Thankfully, he let congress wait until he told us how he planned to pay for it.
President Obama announced plans Monday to fund his $447 billion jobs bill largely by raising taxes on wealthier families, provoking immediate opposition from congressional Republicans. The sequence of event suggests that despite the recent pledges of greater bipartisanship, many of the fiscal and economic stumbling blocks that have left Washington gridlocked in recent months remain firmly in place. “This is the bill that Congress needs to pass,” Obama said. “No games. No politics. No delays.” The White House said Congress should pay for the jobs plan by imposing new limits on itemized deductions for individuals who earn more than $200,000 a year and families earning more than $250,000. Eliminating those deductions would bring in an additional $400 billion in revenue, aides said.
$400B in deduction elimination just might affect things like a small business owner (let's say an operator of a half dozen dry cleaners) open that next location (can't afford to go over $250K and become a millionaire!)
$40B in "closing loopholes for oil and gas companies". I'm not a huge fan of oil and gas companies, but I don't see their profits being usurious (the raw dollar figures are huge, but look at how many freakin' gas stations there are in America). I won't count this as a tax increase, because oil and gas companies can avoid the tax by not making investments that can't be deducted. I can only assume that those $40B in "loopholes" will prevent oil and gas companies from buying things (that might be made by other companies and umm, people [aka employees]). This "puts more people back to work"? Hate to be the doohickey manufacturer that supplies a lot of gelderfarb connectors to the oil and gas industry. Might be a tough couple of years, might have to lay off some people.
$18B taxing "carried interest" as regular income. The "tax Warren Buffet" tax plan. I don't mind this in that this type of earnings is more akin to what ordinary people think of as payroll income vs. investment income, but you're taking an additional $18B in taxes out of people's pockets.
$3B expense corporate jets over five years instead of seven. Hmm. Hate to be a corporate jet manufacturer this year. I don't know what the "correct" depreciation schedule for a jet is, but I know from the lessons of the 1990s and "luxury cars and yachts" that congress will be passing a bill in the next year or so restoring the old schedule in order to "save American jobs". Don't know how many people it takes to build a corporate jet, but assume that it's not going to be a growth area for the next little while.
Call it $418B in tax increases, $43B in tax "modifications" that -- whether you agree with them or not -- are not job creators.

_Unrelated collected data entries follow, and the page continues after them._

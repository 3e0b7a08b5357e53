use super::{FundingEvent, FundingInner};
use crate::{
    constants::FUNDING_GAS_BUFFER,
    error::{FailureBucket, RelayError},
    policy::FundingRecoveryMode,
};
use alloy::primitives::{Address, B256, U256};
use chrono::Utc;
use dashmap::mapref::entry::Entry;
use futures_util::FutureExt;
use serde::Serialize;
use std::sync::Arc;
use tracing::{debug, info, instrument, warn};

/// A request to sponsor gas of a user wallet.
#[derive(Debug, Clone, Default, PartialEq, Eq)]
pub struct DripRequest {
    /// Why the drip is requested. Only used for logging.
    pub reason: String,
    /// Amount to send. Defaults to the configured drip amount.
    pub amount: Option<U256>,
    /// Hand the request to the funding worker instead of waiting for it.
    pub fire_and_forget: bool,
}

impl DripRequest {
    /// A drip of the configured amount that the caller waits for.
    pub fn new(reason: impl Into<String>) -> Self {
        Self { reason: reason.into(), ..Default::default() }
    }

    /// Sets the amount.
    pub fn with_amount(mut self, amount: U256) -> Self {
        self.amount = Some(amount);
        self
    }

    /// Hands the request to the funding worker.
    pub fn in_background(mut self) -> Self {
        self.fire_and_forget = true;
        self
    }
}

/// Why a drip is denied.
#[derive(
    Debug, Clone, Copy, PartialEq, Eq, Serialize, strum::Display, strum::IntoStaticStr,
)]
#[serde(rename_all = "snake_case")]
#[strum(serialize_all = "snake_case")]
pub enum DripDenial {
    /// Drips are disabled for the chain.
    Disabled,
    /// No funding wallet is configured for the chain.
    FundingWalletMissing,
    /// The recipient is not a valid non-zero address.
    InvalidAddress,
    /// The global hourly drip cap is exhausted.
    HourlyCapReached,
    /// The recipient already received its drips for today.
    AddressDailyCapReached,
    /// The global daily drip budget is exhausted.
    DailyCapReached,
    /// The funding wallet cannot cover the drip.
    FundingWalletInsufficient,
    /// The funding wallet balance could not be read.
    BalanceCheckFailed,
}

/// Whether a drip may be sponsored.
#[derive(Debug, Clone, Copy, PartialEq, Eq)]
pub enum DripEligibility {
    /// The drip may be sent.
    Eligible,
    /// The drip is denied.
    Denied(DripDenial),
}

impl DripEligibility {
    /// Whether the drip may be sent.
    pub const fn is_eligible(&self) -> bool {
        matches!(self, Self::Eligible)
    }

    /// A short code describing the eligibility.
    pub fn reason_code(&self) -> &'static str {
        match self {
            Self::Eligible => "eligible",
            Self::Denied(denial) => denial.into(),
        }
    }
}

/// Outcome of a drip.
#[derive(Debug, Clone, PartialEq, Eq)]
pub enum DripOutcome {
    /// The drip was sent.
    Dripped {
        /// Recipient of the drip.
        recipient: Address,
        /// Hash of the transfer.
        tx_hash: B256,
        /// Amount transferred.
        amount: U256,
    },
    /// The drip was broadcast and counted against the caps, but is not included yet.
    Pending {
        /// Recipient of the drip.
        recipient: Address,
        /// Hash of the transfer.
        tx_hash: B256,
        /// Amount transferred.
        amount: U256,
    },
    /// The drip was not sent.
    Denied(DripDenial),
    /// The transfer failed.
    Failed(RelayError),
    /// The request was handed to the funding worker.
    Queued,
}

impl DripOutcome {
    /// Hash of the drip transfer, included or pending.
    pub const fn tx_hash(&self) -> Option<B256> {
        match self {
            Self::Dripped { tx_hash, .. } | Self::Pending { tx_hash, .. } => Some(*tx_hash),
            _ => None,
        }
    }

    /// A short code describing the outcome.
    pub fn reason_code(&self) -> &'static str {
        match self {
            Self::Dripped { .. } => "dripped",
            Self::Pending { .. } => "pending",
            Self::Denied(denial) => denial.into(),
            Self::Failed(_) => "send_failed",
            Self::Queued => "queued",
        }
    }
}

impl FundingInner {
    /// Checks every condition of a drip of `amount` to `recipient`.
    pub(super) async fn drip_eligibility(&self, recipient: Address, amount: U256) -> DripEligibility {
        if !self.gas_drip.enabled {
            return DripEligibility::Denied(DripDenial::Disabled);
        }
        let Some(funder) = &self.funding_signer else {
            return DripEligibility::Denied(DripDenial::FundingWalletMissing);
        };
        if recipient.is_zero() {
            return DripEligibility::Denied(DripDenial::InvalidAddress);
        }
        if let Some(denial) =
            self.limits.lock().drip_denial(Utc::now(), recipient, amount, &self.gas_drip)
        {
            return DripEligibility::Denied(denial);
        }

        match self.client.get_balance(funder.address()).await {
            Ok(balance) if balance >= amount.saturating_add(FUNDING_GAS_BUFFER) => {
                DripEligibility::Eligible
            }
            Ok(_) => DripEligibility::Denied(DripDenial::FundingWalletInsufficient),
            Err(err) => {
                warn!(chain = %self.chain, %err, "Failed to read funding wallet balance");
                DripEligibility::Denied(DripDenial::BalanceCheckFailed)
            }
        }
    }

    /// Sends a drip to `recipient`, attaching to a drip to the same address already in flight.
    pub(super) async fn drip(
        self: &Arc<Self>,
        recipient: Address,
        amount: U256,
        reason: &str,
    ) -> DripOutcome {
        let inflight = match self.inflight_drips.entry(recipient) {
            Entry::Occupied(entry) => {
                debug!(chain = %self.chain, %recipient, reason, "Attaching to in-flight drip");
                entry.get().clone()
            }
            Entry::Vacant(entry) => {
                let this = Arc::clone(self);
                let reason = reason.to_string();
                let task = tokio::spawn(async move {
                    let outcome = this.execute_drip(recipient, amount, &reason).await;
                    this.inflight_drips.remove(&recipient);
                    outcome
                });
                let inflight = async move {
                    task.await.unwrap_or_else(|err| {
                        DripOutcome::Failed(RelayError::new(
                            FailureBucket::Unknown,
                            format!("drip task failed: {err}"),
                        ))
                    })
                }
                .boxed()
                .shared();
                entry.insert(inflight.clone());
                inflight
            }
        };

        inflight.await
    }

    #[instrument(skip(self), fields(chain = %self.chain))]
    async fn execute_drip(&self, recipient: Address, amount: U256, reason: &str) -> DripOutcome {
        let outcome = self.try_drip(recipient, amount).await;
        self.metrics.record_drip(&outcome);

        match &outcome {
            DripOutcome::Dripped { tx_hash, .. } => {
                self.recovery.record(FundingRecoveryMode::SponsorGasDrip);
                info!(%tx_hash, "Sponsored gas drip")
            }
            DripOutcome::Pending { tx_hash, .. } => warn!(%tx_hash, "Gas drip is still pending"),
            DripOutcome::Denied(denial) => debug!(%denial, "Denied gas drip"),
            DripOutcome::Failed(err) => warn!(bucket = %err.bucket, %err, "Gas drip failed"),
            DripOutcome::Queued => {}
        }

        outcome
    }

    async fn try_drip(&self, recipient: Address, amount: U256) -> DripOutcome {
        // global caps are shared by all recipients, so the check and the update must not interleave
        let gate = self.drip_gate.lock().await;

        if let DripEligibility::Denied(denial) = self.drip_eligibility(recipient, amount).await {
            return DripOutcome::Denied(denial);
        }
        let Some(funder) = &self.funding_signer else {
            return DripOutcome::Denied(DripDenial::FundingWalletMissing);
        };

        let tx_hash = match self.broadcast(funder, recipient, amount).await {
            Ok(tx_hash) => tx_hash,
            Err(err) => return DripOutcome::Failed(err),
        };
        self.limits.lock().record_drip(FundingEvent::drip(Utc::now(), amount, recipient, tx_hash));
        drop(gate);

        match self.confirm(tx_hash).await {
            Ok(true) => DripOutcome::Dripped { recipient, tx_hash, amount },
            Ok(false) => DripOutcome::Pending { recipient, tx_hash, amount },
            Err(err) => DripOutcome::Failed(err),
        }
    }
}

So giving $245B in tax cuts - $418B in tax hikes = +3M jobs.
You're putting 3% more cash in the pockets of the "average" guy... at $40K/year, that's like $100/month? I guess that counts as "more money in the pockets of those who are working", but.. wow, doesn't make me think they'll be investing in a new car. Or a used car. Or a new washer. Or even that blender you've had your eye on. Maybe an extra trip to the restaurant once every couple of months, but more likely save it up for a nicer set of Christmas gifts, or a rainy day.

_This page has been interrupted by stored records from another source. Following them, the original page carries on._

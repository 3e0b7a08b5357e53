use super::FundingUsage;
use alloy::primitives::{Address, B256, U256};
use alloy_chains::Chain;
use chrono::{DateTime, Utc};
use serde::Serialize;

/// Point-in-time view of a chain's relayer and funding wallet.
#[derive(Debug, Clone, PartialEq, Eq, Serialize)]
#[serde(rename_all = "camelCase")]
pub struct RelayerStatus {
    /// The chain.
    pub chain: Chain,
    /// Address of the relayer.
    pub relayer_address: Address,
    /// Current relayer balance.
    #[serde(with = "crate::serde::ether")]
    pub balance: U256,
    /// Minimum balance to execute.
    #[serde(with = "crate::serde::ether")]
    pub min_balance: U256,
    /// Balance top-ups refill to.
    #[serde(with = "crate::serde::ether")]
    pub target_balance: U256,
    /// Balance that still admits execution.
    #[serde(with = "crate::serde::ether")]
    pub operational_floor: U256,
    /// Whether the balance is at least the minimum.
    pub ok_to_execute: bool,
    /// Whether the balance is at least the operational floor.
    pub operational: bool,
    /// Error of the last failed top-up, cleared by a successful one.
    pub last_error: Option<String>,
    /// When the relayer was last topped up.
    pub last_topup_at: Option<DateTime<Utc>>,
    /// Transaction of the last top-up.
    pub last_topup_tx: Option<B256>,
    /// Address of the funding wallet.
    pub funding_address: Option<Address>,
    /// Balance of the funding wallet.
    #[serde(with = "crate::serde::ether::option")]
    pub funding_balance: Option<U256>,
    /// Usage of the funding caps.
    pub usage: FundingUsage,
    /// Configured funding caps.
    pub caps: FundingCaps,
}

impl RelayerStatus {
    /// Whether relayed execution may go ahead.
    pub const fn is_operable(&self) -> bool {
        self.ok_to_execute || self.operational
    }

    /// Amount the relayer lacks to reach its minimum balance.
    pub fn missing(&self) -> U256 {
        self.min_balance.saturating_sub(self.balance)
    }
}

/// Configured funding caps of a chain.
#[derive(Debug, Clone, PartialEq, Eq, Serialize)]
#[serde(rename_all = "camelCase")]
pub struct FundingCaps {
    /// Top-ups per trailing hour.
    pub topups_per_hour: u32,
    /// Amount topped up per trailing hour.
    #[serde(with = "crate::serde::ether::option")]
    pub topup_hourly_amount: Option<U256>,
    /// Amount topped up per UTC day.
    #[serde(with = "crate::serde::ether")]
    pub topup_daily_amount: U256,
    /// Drips per trailing hour.
    pub drips_per_hour: u32,
    /// Drips per address and UTC day.
    pub drips_per_address_per_day: u32,
    /// Amount dripped per UTC day.
    #[serde(with = "crate::serde::ether")]
    pub drip_daily_amount: U256,
}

No matter how you slice it, unless these $250K-aires are stuffing the money into their mattresses, you're taking $418B out of disposable money and doling it out to "the people" in such totally insignificant amounts that it doesn't make sense to assume that any job growth will occur. I don't pretend to know the breakdown of how these $250K-aires use their $418B, but I would assume that at least some (and probably a lot more than "some") are spent on things like nice Christmas gifts, cars, washers, and yes, that new blender they had their eye on.

Not a chance of this working; not a chance that Mr. Obama thinks this will work. This looks to me like the essence of political theatre, and the only job that he wants to affect is one.

We are the jolt we've been waiting for.